To the right you can see the books I planned to read this summer. A stack like this would take me a couple of months, so back in June it seemed like a good mix, a reasonable goal.
And yet happily, I got totally derailed! I am now in the midst of my very favorite kind of reading, which is when I discover a new author that I love so, so much, and read everything they've ever written.
I started the summer pile with Curtis Sittenfeld's Eligible, and I pretty much haven't moved on. Eligible is a modern retelling of Jane Austen's Pride & Prejudice, and while I'm neither a huge fan of modern retellings nor Jane Austen, I could not get enough of this book.
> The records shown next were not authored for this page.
//! Partitioning of a parameter range into fixed-size task chunks.
//!
//! Planning is a pure function of `(total_parameters, chunk_size)`: chunk
//! identifiers are derived from position, never from wall-clock time, so
//! re-planning always reproduces the same partition.

use chrono::{DateTime, Utc};

use super::job::TaskChunk;
use crate::error::QueueError;

/// Width of the zero-padded numeric part of a chunk id.
const CHUNK_ID_WIDTH: usize = 6;

/// Returns the identifier of the chunk at `index`.
pub fn chunk_id(index: u64) -> String {
    format!("chunk_{:0width$}", index, width = CHUNK_ID_WIDTH)
}

/// Returns the number of chunks needed to cover `total_parameters`.
pub fn chunk_count(total_parameters: u64, chunk_size: u64) -> u64 {
    if chunk_size == 0 {
        return 0;
    }
    total_parameters.div_ceil(chunk_size)
}

/// Plans chunks covering `[0, total_parameters)`, stamped with the current time.
pub fn plan(total_parameters: u64, chunk_size: u64) -> Result<Vec<TaskChunk>, QueueError> {
    plan_at(total_parameters, chunk_size, Utc::now())
}

/// Plans chunks with a fixed creation timestamp.
///
/// The final chunk is shorter than `chunk_size` when `total_parameters`
/// is not a multiple of it.
pub fn plan_at(
    total_parameters: u64,
    chunk_size: u64,
    created_at: DateTime<Utc>,
) -> Result<Vec<TaskChunk>, QueueError> {
    if chunk_size == 0 {
        return Err(QueueError::InvalidConfig(
            "chunk_size must be at least 1".to_string(),
        ));
    }

    let count = chunk_count(total_parameters, chunk_size);
    let chunks = (0..count)
        .map(|index| {
            let start = index * chunk_size;
            let end = (start + chunk_size).min(total_parameters);
            TaskChunk::new(chunk_id(index), start, end, created_at)
        })
        .collect();

    Ok(chunks)
}

#[cfg(test)]
mod tests {
    use super::*;

    fn assert_exact_partition(chunks: &[TaskChunk], total: u64) {
        let mut cursor = 0;
        for chunk in chunks {
            assert!(chunk.is_well_formed(), "chunk {:?} malformed", chunk);
            assert_eq!(chunk.start_param, cursor, "gap or overlap at {}", cursor);
            cursor = chunk.end_param;
        }
        assert_eq!(cursor, total);
        assert_eq!(chunks.iter().map(|c| c.total_in_chunk).sum::<u64>(), total);
    }

    #[test]
    fn test_chunk_id_format() {
        assert_eq!(chunk_id(0), "chunk_000000");
        assert_eq!(chunk_id(42), "chunk_000042");
        assert_eq!(chunk_id(1_234_567), "chunk_1234567");
    }

    #[test]
    fn test_plan_even_split() {
        let chunks = plan(1000, 10).expect("plan should succeed");

        assert_eq!(chunks.len(), 100);
        assert_exact_partition(&chunks, 1000);
        assert!(chunks.iter().all(|c| c.total_in_chunk == 10));
    }

    #[test]
    fn test_plan_short_final_chunk() {
        let chunks = plan(25, 10).expect("plan should succeed");

        assert_eq!(chunks.len(), 3);
        assert_exact_partition(&chunks, 25);
        assert_eq!(chunks[2].total_in_chunk, 5);
        assert_eq!(chunks[2].start_param, 20);
    }

    #[test]
    fn test_plan_chunk_larger_than_total() {
        let chunks = plan(7, 100).expect("plan should succeed");

        assert_eq!(chunks.len(), 1);
        assert_eq!(chunks[0].total_in_chunk, 7);
    }

    #[test]
    fn test_plan_empty_range() {
        let chunks = plan(0, 10).expect("plan should succeed");
        assert!(chunks.is_empty());
    }

    #[test]
    fn test_plan_rejects_zero_chunk_size() {
        let result = plan(100, 0);
        assert!(matches!(result, Err(QueueError::InvalidConfig(_))));
        assert_eq!(chunk_count(100, 0), 0);
    }

    #[test]
    fn test_plan_is_deterministic() {
        let at = Utc::now();
        let first = plan_at(1003, 7, at).expect("plan");
        let second = plan_at(1003, 7, at).expect("plan");

        assert_eq!(first, second);

        let ids_now: Vec<_> = plan(1003, 7).expect("plan").into_iter().map(|c| c.chunk_id).collect();
        let ids_then: Vec<_> = first.into_iter().map(|c| c.chunk_id).collect();
        assert_eq!(ids_now, ids_then);
    }

    #[test]
    fn test_chunk_count_matches_plan() {
        for (total, size) in [(0, 1), (1, 1), (10, 3), (99, 10), (100, 10)] {
            let chunks = plan(total, size).expect("plan");
            assert_eq!(chunks.len() as u64, chunk_count(total, size));
        }
    }
}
This has been a bit of a tough summer for me personally, with some unexpected loss and troubling family issues. It's been bumpy. Sittenfeld's books, it turns out, are hitting just the right note for me. The retelling on Eligible is pitch perfect, and Sittenfeld's writing is snappy and witty. Since I read it over the 4th of July holiday, I passed it along to my mom, who read it and then gave it to two of her friends. Who knows who has my copy now.
Since reading Eligible I've read two more by Sittenfeld, and I have two left. Each is very different from the last, and each leaves me with a lot to think about later. So they are overlapping, playing off each other, and coming up in my conversations with my husband a lot.
My favorite thing about doing my own at-home author study is finding that I'm becoming deeply familiar with Sittenfeld's writing style, which can only really come from reading in succession a lot of different texts by a single writer. The other day, my husband very patiently listened to me explain the particular way that Sittenfeld constructs quotations, which I surely never would have noticed had I not just read 1,500 pages of her writing in about four weeks.
Invariably, I have done this with each of my favorite authors: John Irving, Barbara Kingsolver, Jennifer Egan, Donna Tartt. I even read the collected works (such as they are!) of Jacqueline Susann, who, of course, authored Valley of the Dolls. I read that (several times), as well as every one of her other books (except the one about her dog), and her biography. I am steeped in Jacqueline Susann.
But I digress. I am starting to feel a slow burn of anxiety about finishing Curtis Sittenfeld's books. Is she working on another one? What if she's slow? (This is the conundrum with being a Donna Tartt fan, whose books have decades between them.) After I finish everything that's available, I'll be drumming my fingers on the tabletop, waiting for more.
(And perhaps at the end of the summer, I'll return to my orginal summer reading pile.)